BEGIN

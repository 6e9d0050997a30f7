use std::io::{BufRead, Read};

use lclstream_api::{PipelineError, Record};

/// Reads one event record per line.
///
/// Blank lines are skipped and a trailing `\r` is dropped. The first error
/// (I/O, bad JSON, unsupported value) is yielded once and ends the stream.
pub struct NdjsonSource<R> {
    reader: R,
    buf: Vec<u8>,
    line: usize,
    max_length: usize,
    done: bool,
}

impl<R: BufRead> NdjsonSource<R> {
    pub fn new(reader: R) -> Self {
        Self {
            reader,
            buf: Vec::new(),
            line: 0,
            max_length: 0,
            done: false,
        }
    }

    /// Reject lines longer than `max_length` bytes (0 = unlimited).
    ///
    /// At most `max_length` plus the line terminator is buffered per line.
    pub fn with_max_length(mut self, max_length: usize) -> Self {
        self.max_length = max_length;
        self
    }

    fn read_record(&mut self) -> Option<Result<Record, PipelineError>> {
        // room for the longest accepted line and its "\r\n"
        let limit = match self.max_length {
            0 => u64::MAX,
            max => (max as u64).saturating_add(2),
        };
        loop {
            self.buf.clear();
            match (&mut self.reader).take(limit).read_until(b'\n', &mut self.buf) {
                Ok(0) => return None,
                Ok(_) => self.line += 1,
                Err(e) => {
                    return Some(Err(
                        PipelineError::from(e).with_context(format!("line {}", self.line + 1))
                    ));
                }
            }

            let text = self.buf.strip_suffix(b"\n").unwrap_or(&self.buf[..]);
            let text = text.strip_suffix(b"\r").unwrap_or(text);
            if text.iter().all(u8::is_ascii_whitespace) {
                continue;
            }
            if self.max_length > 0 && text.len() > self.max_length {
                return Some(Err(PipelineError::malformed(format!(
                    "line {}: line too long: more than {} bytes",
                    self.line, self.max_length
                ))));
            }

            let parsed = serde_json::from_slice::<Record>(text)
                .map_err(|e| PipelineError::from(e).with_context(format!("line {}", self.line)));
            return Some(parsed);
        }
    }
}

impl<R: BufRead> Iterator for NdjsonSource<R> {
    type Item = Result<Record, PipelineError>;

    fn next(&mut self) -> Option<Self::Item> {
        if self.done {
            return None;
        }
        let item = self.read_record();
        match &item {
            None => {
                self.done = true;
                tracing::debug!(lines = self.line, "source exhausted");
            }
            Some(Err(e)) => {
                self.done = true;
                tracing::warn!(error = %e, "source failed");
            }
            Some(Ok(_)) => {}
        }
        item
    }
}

END

• _TO DO_
All of the material, start to finish, should be retyped exactly.

• _SOLVED PROBLEM_
repository 6e9d0050997a30f7
use std::io::{BufRead, Read};

use lclstream_api::{PipelineError, Record};

/// Reads one event record per line.
///
/// Blank lines are skipped and a trailing `\r` is dropped. The first error
/// (I/O, bad JSON, unsupported value) is yielded once and ends the stream.
pub struct NdjsonSource<R> {
    reader: R,
    buf: Vec<u8>,
    line: usize,
    max_length: usize,
    done: bool,
}

impl<R: BufRead> NdjsonSource<R> {
    pub fn new(reader: R) -> Self {
        Self {
            reader,
            buf: Vec::new(),
            line: 0,
            max_length: 0,
            done: false,
        }
    }

    /// Reject lines longer than `max_length` bytes (0 = unlimited).
    ///
    /// At most `max_length` plus the line terminator is buffered per line.
    pub fn with_max_length(mut self, max_length: usize) -> Self {
        self.max_length = max_length;
        self
    }

    fn read_record(&mut self) -> Option<Result<Record, PipelineError>> {
        // room for the longest accepted line and its "\r\n"
        let limit = match self.max_length {
            0 => u64::MAX,
            max => (max as u64).saturating_add(2),
        };
        loop {
            self.buf.clear();
            match (&mut self.reader).take(limit).read_until(b'\n', &mut self.buf) {
                Ok(0) => return None,
                Ok(_) => self.line += 1,
                Err(e) => {
                    return Some(Err(
                        PipelineError::from(e).with_context(format!("line {}", self.line + 1))
                    ));
                }
            }

            let text = self.buf.strip_suffix(b"\n").unwrap_or(&self.buf[..]);
            let text = text.strip_suffix(b"\r").unwrap_or(text);
            if text.iter().all(u8::is_ascii_whitespace) {
                continue;
            }
            if self.max_length > 0 && text.len() > self.max_length {
                return Some(Err(PipelineError::malformed(format!(
                    "line {}: line too long: more than {} bytes",
                    self.line, self.max_length
                ))));
            }

            let parsed = serde_json::from_slice::<Record>(text)
                .map_err(|e| PipelineError::from(e).with_context(format!("line {}", self.line)));
            return Some(parsed);
        }
    }
}

impl<R: BufRead> Iterator for NdjsonSource<R> {
    type Item = Result<Record, PipelineError>;

    fn next(&mut self) -> Option<Self::Item> {
        if self.done {
            return None;
        }
        let item = self.read_record();
        match &item {
            None => {
                self.done = true;
                tracing::debug!(lines = self.line, "source exhausted");
            }
            Some(Err(e)) => {
                self.done = true;
                tracing::warn!(error = %e, "source failed");
            }
            Some(Ok(_)) => {}
        }
        item
    }
}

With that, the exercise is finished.